I always sit in the right field grandstand to this day, and I always go up that exact same ramp I did the first time, and even though the place has been cleaned up tremendously compared to how it was in 1970, the thrill is still there.
 
Messages
17,197
Location
New York City
The Cubs I no longer consider a lock on the Central D, but lately the team has been playing real baseball: base
hits, thievery, squeeze play, and have proven that playing the game the way it was meant to be played is a far
superior approach than analytic home run derbyism; however, despite a more than adequate pitching rotation
and capable hitters, something is missing besides of late a strong bullpen. Cannot quite put my finger on it
but the road kills are mounting and the deck has been accordingly reshuffled.
----------
Love Fenway, the old Yankee Stadium, Wrigley Field-each unique unto itself.

That's great to hear. Every once in awhile a real baseball game breaks out even with the home-run-mad Yankees. A little over a week ago, I saw a 1-0 pitchers' duel with the Yankee starter - Tanaka - pitching into the ninth. I'm not a Stoic, I don't want every game to be 1-0, but it was refreshing to see a game not about homers. Hit and run, bunting, stealing, quick throws to first, etc., is where extra joy is tucked into baseball - we need more of it. It was great to see each team value and agonize over every single baserunner and advance.

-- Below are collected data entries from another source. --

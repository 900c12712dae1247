//! ICMP (Internet Control Message Protocol) implementation
//!
//! Only echo request/reply is understood.

use byteorder::{BigEndian, ByteOrder};

use crate::network::checksum;

/// Minimum ICMP header length in bytes
pub const ICMP_HEADER_LEN: usize = 8;

/// ICMP message types
pub const ICMP_TYPE_ECHO_REPLY: u8 = 0;
pub const ICMP_TYPE_ECHO_REQUEST: u8 = 8;

/// ICMP packet header structure
///
/// Represents the standard 8-byte ICMP header as defined in RFC 792
#[derive(Debug, Clone, Copy, PartialEq, Eq)]
pub struct IcmpHeader {
    pub msg_type: u8,  // ICMP message type
    pub msg_code: u8,  // ICMP message code
    pub checksum: u16, // ICMP checksum
    pub rest: [u8; 4], // Type-specific data (identifier and sequence for echo)
}

impl IcmpHeader {
    /// Parse ICMP header from byte slice
    ///
    /// Returns None if the data is too short to contain a valid ICMP header
    pub fn from_bytes(data: &[u8]) -> Option<Self> {
        if data.len() < ICMP_HEADER_LEN {
            return None;
        }

        let mut rest = [0u8; 4];
        rest.copy_from_slice(&data[4..8]);
        Some(IcmpHeader {
            msg_type: data[0],
            msg_code: data[1],
            checksum: BigEndian::read_u16(&data[2..4]),
            rest,
        })
    }

    /// Convert ICMP header to bytes
    pub fn to_bytes(&self) -> [u8; ICMP_HEADER_LEN] {
        let mut bytes = [0u8; ICMP_HEADER_LEN];
        bytes[0] = self.msg_type;
        bytes[1] = self.msg_code;
        BigEndian::write_u16(&mut bytes[2..4], self.checksum);
        bytes[4..8].copy_from_slice(&self.rest);
        bytes
    }

    /// Check if this is an Echo Request message
    pub fn is_echo_request(&self) -> bool {
        self.msg_type == ICMP_TYPE_ECHO_REQUEST
    }

    /// Get the identifier field for Echo Request/Reply messages
    pub fn identifier(&self) -> u16 {
        BigEndian::read_u16(&self.rest[0..2])
    }

    /// Get the sequence number field for Echo Request/Reply messages
    pub fn sequence(&self) -> u16 {
        BigEndian::read_u16(&self.rest[2..4])
    }
}

/// Rewrite an echo request message in place into its reply
///
/// Flips the type and refreshes the checksum; identifier, sequence and data
/// are left as they came in. The caller has already checked the header.
pub fn make_echo_reply(message: &mut [u8]) {
    message[0] = ICMP_TYPE_ECHO_REPLY;
    message[2..4].copy_from_slice(&[0, 0]);
    let sum = checksum(message);
    message[2..4].copy_from_slice(&sum.to_be_bytes());
}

As I noted earlier - and I'm trying not to become a conspiracy theorist on this - MLB has to figure out and change whatever is going on with the baseball. Clearly it's for a different reason, but the homers are hurting the game the same way they did in the steroid era - it's fake, too much of a good thing, diminishing other efforts, etc.

Oh, and as to the Yankees. Everyone and I can put our finger on the problem - not enough starting pitchers who can get though five innings (let alone a game) without giving up four or five runs. Unless that changes quickly, the Yankees will make a quick October exit.